On the day he died, Esequiel Hernandez Jr. took his goats to the river. He led them from their makeshift pens, past the ruins of a Spanish mission, through an abandoned U.S. Army post and down a stony bluff to the Rio Grande.

When he reached the crest of the bluff, Hernandez stopped. Behind him lay the mud-red adobe homes and melon-green alfalfa fields of Redford. Before him stretched the Chihuahuan desert, Texas' vast gravel backyard, speckled with squat greasewood bushes and whip-like ocotillo plants. Except for Hernandez, whose goats brought him here each afternoon, the residents of his little oasis rarely ventured into this no-man's land.

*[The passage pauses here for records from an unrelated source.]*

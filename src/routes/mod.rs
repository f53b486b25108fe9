/**
 * Routes Module
 * API route handlers
 */

pub mod auth;
pub mod blog;
pub mod calculator;
pub mod content;
pub mod health;
pub mod projects;
pub mod seo;
pub mod services;
pub mod settings;

use crate::error::ApiError;

/// Parse a numeric id path segment, rejecting anything else as a 400 on `id`.
pub(crate) fn parse_id(raw: &str) -> Result<i32, ApiError> {
    raw.trim()
        .parse()
        .map_err(|_| ApiError::invalid_field("id", "id must be a number"))
}

/// First blank `(field, value)` pair, reported as a 400 on that field.
pub(crate) fn require_non_blank(fields: &[(&str, &str)]) -> Result<(), ApiError> {
    match fields.iter().find(|(_, value)| value.trim().is_empty()) {
        Some((field, _)) => Err(ApiError::invalid_field(field, format!("{field} is required"))),
        None => Ok(()),
    }
}

/// Like `require_non_blank`, but only for the fields a partial update supplies.
pub(crate) fn reject_blank_updates(fields: &[(&str, Option<&str>)]) -> Result<(), ApiError> {
    match fields
        .iter()
        .find(|(_, value)| value.is_some_and(|v| v.trim().is_empty()))
    {
        Some((field, _)) => Err(ApiError::invalid_field(field, format!("{field} cannot be blank"))),
        None => Ok(()),
    }
}

#[cfg(test)]
mod tests {
    use super::*;

    #[test]
    fn test_parse_id() {
        assert_eq!(parse_id("42").unwrap(), 42);
        match parse_id("some-slug") {
            Err(ApiError::Validation { field, .. }) => assert_eq!(field.as_deref(), Some("id")),
            other => panic!("unexpected: {other:?}"),
        }
        assert!(parse_id("99999999999").is_err());
    }

    #[test]
    fn test_blank_checks() {
        assert!(require_non_blank(&[("titleEn", "x"), ("titleAr", " ")]).is_err());
        assert!(require_non_blank(&[("titleEn", "x")]).is_ok());
        assert!(reject_blank_updates(&[("titleEn", None), ("titleAr", Some("y"))]).is_ok());
        assert!(reject_blank_updates(&[("titleEn", Some(""))]).is_err());
    }
}
#[cfg(test)]
mod tests {
    use super::*;
    use crate::config::AppConfig;
    use crate::error::ErrorResponse;
    use crate::routes::auth::create_access_token;
    use axum::{
        body::Body,
        http::Request,
        routing::get,
        Router,
    };
    use chrono::Utc;
    use tower::ServiceExt;

    fn state() -> AppState {
        AppState::in_memory(AppConfig::for_tests("admin123"))
    }

    fn blog_router(state: AppState) -> Router {
        Router::new()
            .route("/api/blog", get(list_posts).post(create_post))
            .route("/api/admin/blog", get(list_all_posts))
            .route(
                "/api/blog/{slug}",
                get(get_post).patch(update_post).delete(delete_post),
            )
            .with_state(state)
    }

    fn bearer(state: &AppState) -> String {
        let token = create_access_token(&state.config.auth, "admin@example.com").unwrap();
        format!("Bearer {token}")
    }

    fn create_request() -> CreateBlogRequest {
        CreateBlogRequest {
            title_ar: "عنوان".into(),
            title_en: "Title".into(),
            content_ar: "<p>محتوى</p>".into(),
            content_en: "<p>Body</p>".into(),
            excerpt_ar: "مقتطف".into(),
            excerpt_en: "Excerpt".into(),
            slug: "first-post".into(),
            image_url: None,
            published: Some(true),
        }
    }

    fn sample_post() -> BlogPost {
        BlogPost {
            id: 1,
            title_ar: "عنوان".into(),
            title_en: "Title".into(),
            content_ar: "محتوى".into(),
            content_en: "Body".into(),
            excerpt_ar: "مقتطف".into(),
            excerpt_en: "Excerpt".into(),
            slug: "first-post".into(),
            image_url: Some("/img.png".into()),
            published: false,
            created_at: Utc::now(),
        }
    }

    #[test]
    fn test_slug_validation() {
        assert!(is_valid_slug("hello-world"));
        assert!(is_valid_slug("post-2024"));
        assert!(!is_valid_slug("Hello-World"));
        assert!(!is_valid_slug("hello--world"));
        assert!(!is_valid_slug("-hello"));
        assert!(!is_valid_slug(""));
    }

    #[test]
    fn test_sanitize_html_strips_scripts() {
        let cleaned = sanitize_html("<p>ok</p><script>alert(1)</script>");
        assert!(cleaned.contains("<p>ok</p>"));
        assert!(!cleaned.contains("script"));
    }

    #[test]
    fn test_create_validation_reports_first_missing_field() {
        let mut req = create_request();
        req.excerpt_en = "  ".into();
        match req.validate() {
            Err(ApiError::Validation { field, .. }) => assert_eq!(field.as_deref(), Some("excerptEn")),
            other => panic!("unexpected: {other:?}"),
        }

        let mut req = create_request();
        req.slug = "Bad Slug".into();
        assert!(matches!(req.validate(), Err(ApiError::Validation { .. })));
        assert!(create_request().validate().is_ok());
    }

    #[test]
    fn test_update_apply_keeps_unset_fields() {
        let update = UpdateBlogRequest {
            title_en: Some("New".into()),
            content_en: Some("<b>x</b><script>y</script>".into()),
            published: Some(true),
            ..Default::default()
        };
        let post = update.apply(sample_post());
        assert_eq!(post.title_en, "New");
        assert_eq!(post.title_ar, "عنوان");
        assert!(!post.content_en.contains("script"));
        assert_eq!(post.image_url.as_deref(), Some("/img.png"));
        assert!(post.published);
    }

    #[test]
    fn test_list_window_clamps() {
        let q = BlogListQuery { page: 0, page_size: 500 };
        assert_eq!(q.window().unwrap(), (1, 100, 0));
        let q = BlogListQuery { page: 3, page_size: 0 };
        assert_eq!(q.window().unwrap(), (3, 1, 2));
        let q = BlogListQuery { page: i64::MIN, page_size: i64::MIN };
        assert_eq!(q.window().unwrap(), (1, 1, 0));
    }

    #[test]
    fn test_list_window_rejects_huge_page() {
        let q: BlogListQuery =
            serde_json::from_str(r#"{"page":9223372036854775807,"pageSize":100}"#).unwrap();
        match q.window() {
            Err(ApiError::Validation { field, .. }) => assert_eq!(field.as_deref(), Some("page")),
            other => panic!("unexpected: {other:?}"),
        }
        let q = BlogListQuery { page: MAX_PAGE, page_size: 100 };
        assert_eq!(q.window().unwrap().2, (MAX_PAGE - 1) * 100);
    }

    #[tokio::test]
    async fn test_huge_page_query_returns_bad_request() {
        let req = Request::get("/api/blog?page=9223372036854775807&pageSize=100")
            .body(Body::empty())
            .unwrap();
        let res = blog_router(state()).oneshot(req).await.unwrap();
        assert_eq!(res.status(), StatusCode::BAD_REQUEST);
    }

    #[tokio::test]
    async fn test_patch_with_slug_segment_returns_json_bad_request() {
        let state = state();
        let auth = bearer(&state);
        let app = blog_router(state);

        let req = Request::patch("/api/blog/some-slug")
            .header("content-type", "application/json")
            .header("authorization", auth.clone())
            .body(Body::from("{}"))
            .unwrap();
        let res = app.clone().oneshot(req).await.unwrap();
        assert_eq!(res.status(), StatusCode::BAD_REQUEST);
        let bytes = axum::body::to_bytes(res.into_body(), usize::MAX)
            .await
            .unwrap();
        let err: ErrorResponse = serde_json::from_slice(&bytes).unwrap();
        assert_eq!(err.field.as_deref(), Some("id"));

        let req = Request::delete("/api/blog/some-slug")
            .header("authorization", auth)
            .body(Body::empty())
            .unwrap();
        let res = app.oneshot(req).await.unwrap();
        assert_eq!(res.status(), StatusCode::BAD_REQUEST);
    }

    #[tokio::test]
    async fn test_list_without_database_returns_service_unavailable() {
        let req = Request::get("/api/blog").body(Body::empty()).unwrap();
        let res = blog_router(state()).oneshot(req).await.unwrap();
        assert_eq!(res.status(), StatusCode::SERVICE_UNAVAILABLE);
    }

    #[tokio::test]
    async fn test_get_post_invalid_slug_returns_bad_request() {
        let req = Request::get("/api/blog/Not_Valid").body(Body::empty()).unwrap();
        let res = blog_router(state()).oneshot(req).await.unwrap();
        assert_eq!(res.status(), StatusCode::BAD_REQUEST);
    }

    #[tokio::test]
    async fn test_admin_routes_require_auth() {
        let app = blog_router(state());

        let req = Request::get("/api/admin/blog").body(Body::empty()).unwrap();
        let res = app.clone().oneshot(req).await.unwrap();
        assert_eq!(res.status(), StatusCode::UNAUTHORIZED);

        let req = Request::delete("/api/blog/1").body(Body::empty()).unwrap();
        let res = app.clone().oneshot(req).await.unwrap();
        assert_eq!(res.status(), StatusCode::UNAUTHORIZED);

        let req = Request::post("/api/blog")
            .header("content-type", "application/json")
            .body(Body::from(serde_json::to_vec(&create_request()).unwrap()))
            .unwrap();
        let res = app.oneshot(req).await.unwrap();
        assert_eq!(res.status(), StatusCode::UNAUTHORIZED);
    }

    #[tokio::test]
    async fn test_authorized_create_without_database_returns_service_unavailable() {
        let state = state();
        let auth = bearer(&state);
        let req = Request::post("/api/blog")
            .header("content-type", "application/json")
            .header("authorization", auth)
            .body(Body::from(serde_json::to_vec(&create_request()).unwrap()))
            .unwrap();
        let res = blog_router(state).oneshot(req).await.unwrap();
        assert_eq!(res.status(), StatusCode::SERVICE_UNAVAILABLE);
    }

    #[tokio::test]
    async fn test_authorized_create_with_missing_field_returns_bad_request() {
        let state = state();
        let auth = bearer(&state);
        let mut body = create_request();
        body.title_ar = String::new();
        let req = Request::post("/api/blog")
            .header("content-type", "application/json")
            .header("authorization", auth)
            .body(Body::from(serde_json::to_vec(&body).unwrap()))
            .unwrap();
        let res = blog_router(state).oneshot(req).await.unwrap();
        assert_eq!(res.status(), StatusCode::BAD_REQUEST);
    }
}
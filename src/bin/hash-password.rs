//! Prints a bcrypt hash for ADMIN_HASH_PASSWORD.
//!
//! The password is read from the first argument, or from stdin when the
//! argument is `-` so it stays out of shell history.

use bcrypt::{hash, DEFAULT_COST};
use std::{env, io::BufRead};

fn read_password() -> Option<String> {
    match env::args().nth(1)?.as_str() {
        "-" => std::io::stdin()
            .lock()
            .lines()
            .next()?
            .ok()
            .map(|line| line.trim_end_matches(['\r', '\n']).to_string()),
        arg => Some(arg.to_string()),
    }
}

fn main() {
    let password = read_password().filter(|p| !p.is_empty()).unwrap_or_else(|| {
        eprintln!("Usage: cargo run --bin hash-password <PASSWORD | ->");
        std::process::exit(1);
    });

    match hash(&password, DEFAULT_COST) {
        Ok(hashed) => {
            println!("Cost : {}", DEFAULT_COST);
            println!("Hash : {}\n", hashed);
            println!("# Paste this into your .env:");
            println!("ADMIN_HASH_PASSWORD={}", hashed);
        }
        Err(e) => {
            eprintln!("Error hashing password: {}", e);
            std::process::exit(1);
        }
    }
}
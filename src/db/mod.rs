pub mod models;
pub mod seed;

use sqlx::{postgres::PgPoolOptions, PgPool};
use std::sync::Arc;

#[derive(Debug, Clone)]
pub struct DbConfig {
    pub url: String,
    pub max_connections: u32,
    pub min_connections: u32,
    pub connect_timeout_secs: u64,
    pub idle_timeout_secs: u64,
}

impl Default for DbConfig {
    fn default() -> Self {
        Self {
            url: std::env::var("DATABASE_URL")
                .unwrap_or_else(|_| "postgresql://localhost/aseskahraba".to_string()),
            max_connections: std::env::var("DB_POOL_MAX")
                .ok()
                .and_then(|s| s.parse().ok())
                .unwrap_or(10),
            min_connections: std::env::var("DB_POOL_MIN")
                .ok()
                .and_then(|s| s.parse().ok())
                .unwrap_or(1),
            connect_timeout_secs: std::env::var("DB_CONNECT_TIMEOUT")
                .ok()
                .and_then(|s| s.parse().ok())
                .unwrap_or(10),
            idle_timeout_secs: std::env::var("DB_IDLE_TIMEOUT")
                .ok()
                .and_then(|s| s.parse().ok())
                .unwrap_or(120),
        }
    }
}

/// Mask everything but the scheme/host shape of a connection string for logs.
fn redact_url(url: &str) -> String {
    match url.split_once('@') {
        Some((_, host)) => format!("postgresql://***@{}", host),
        None => url.to_string(),
    }
}

pub async fn init_pool(config: Option<DbConfig>) -> Result<Arc<PgPool>, sqlx::Error> {
    let config = config.unwrap_or_default();

    tracing::info!("Initializing database connection pool...");
    tracing::debug!("Database URL: {}", redact_url(&config.url));

    let pool = PgPoolOptions::new()
        .max_connections(config.max_connections)
        .min_connections(config.min_connections)
        .acquire_timeout(std::time::Duration::from_secs(config.connect_timeout_secs))
        .idle_timeout(std::time::Duration::from_secs(config.idle_timeout_secs))
        .max_lifetime(std::time::Duration::from_secs(1800))
        .test_before_acquire(true)
        .connect(&config.url)
        .await?;

    sqlx::query("SELECT 1").fetch_one(&pool).await?;

    tracing::info!("Database connection pool initialized successfully");

    Ok(Arc::new(pool))
}

pub async fn health_check(pool: Option<&PgPool>) -> Result<std::time::Duration, sqlx::Error> {
    let pool =
        pool.ok_or_else(|| sqlx::Error::Configuration("Database pool not initialized".into()))?;

    let start = std::time::Instant::now();
    sqlx::query("SELECT 1").fetch_one(pool).await?;

    Ok(start.elapsed())
}

pub async fn run_migrations(pool: &PgPool) -> Result<(), sqlx::Error> {
    tracing::info!("Running database migrations...");

    sqlx::query(
        r#"
        CREATE TABLE IF NOT EXISTS site_content (
            id SERIAL PRIMARY KEY,
            section_key TEXT UNIQUE NOT NULL,
            content_ar TEXT NOT NULL,
            content_en TEXT NOT NULL,
            image_url TEXT,
            updated_at TIMESTAMPTZ NOT NULL DEFAULT now()
        )
    "#,
    )
    .execute(pool)
    .await?;

    sqlx::query(
        r#"
        CREATE TABLE IF NOT EXISTS site_settings (
            id SERIAL PRIMARY KEY,
            setting_key TEXT UNIQUE NOT NULL,
            setting_value TEXT,
            description TEXT,
            updated_at TIMESTAMPTZ NOT NULL DEFAULT now()
        )
    "#,
    )
    .execute(pool)
    .await?;

    sqlx::query(
        r#"
        CREATE TABLE IF NOT EXISTS blog_posts (
            id SERIAL PRIMARY KEY,
            title_ar TEXT NOT NULL,
            title_en TEXT NOT NULL,
            content_ar TEXT NOT NULL,
            content_en TEXT NOT NULL,
            excerpt_ar TEXT NOT NULL,
            excerpt_en TEXT NOT NULL,
            slug TEXT UNIQUE NOT NULL,
            image_url TEXT,
            published BOOLEAN NOT NULL DEFAULT true,
            created_at TIMESTAMPTZ NOT NULL DEFAULT now()
        )
    "#,
    )
    .execute(pool)
    .await?;

    sqlx::query(
        r#"
        CREATE TABLE IF NOT EXISTS projects (
            id SERIAL PRIMARY KEY,
            title_ar TEXT NOT NULL,
            title_en TEXT NOT NULL,
            description_ar TEXT NOT NULL,
            description_en TEXT NOT NULL,
            image_url TEXT,
            category TEXT NOT NULL,
            completion_date TIMESTAMPTZ,
            featured BOOLEAN NOT NULL DEFAULT false,
            created_at TIMESTAMPTZ NOT NULL DEFAULT now()
        )
    "#,
    )
    .execute(pool)
    .await?;

    sqlx::query(
        r#"
        CREATE TABLE IF NOT EXISTS services (
            id SERIAL PRIMARY KEY,
            title_ar TEXT NOT NULL,
            title_en TEXT NOT NULL,
            description_ar TEXT NOT NULL,
            description_en TEXT NOT NULL,
            icon TEXT,
            featured BOOLEAN NOT NULL DEFAULT false,
            created_at TIMESTAMPTZ NOT NULL DEFAULT now()
        )
    "#,
    )
    .execute(pool)
    .await?;

    sqlx::query(
        r#"
        CREATE INDEX IF NOT EXISTS idx_blog_posts_pub_created
            ON blog_posts(published, created_at DESC)
        "#,
    )
    .execute(pool)
    .await?;

    tracing::info!("Database migrations completed successfully");

    Ok(())
}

On this day, Hernandez spotted something shaggy moving in the desert. He'd lost a goat not long before. He suspected wild dogs had taken it. He couldn't afford to lose another goat. He raised his ancient .22-caliber rifle and aimed at the creature.

Twenty minutes later, Hernandez's 18-year-old body lay grotesquely twisted across a stone cistern. He died trying to protect his goats. He was killed by a 22-year-old Marine trying to protect America's youth from drugs.

On May 20, 1997, Esequiel Hernandez Jr. became the first civilian killed by U.S. troops since the student massacre at Kent State University in 1970. His death led to a temporary suspension of military patrols near the U.S.-Mexican border. And in August, the government paid his family $1.9 million to settle a wrongful death claim.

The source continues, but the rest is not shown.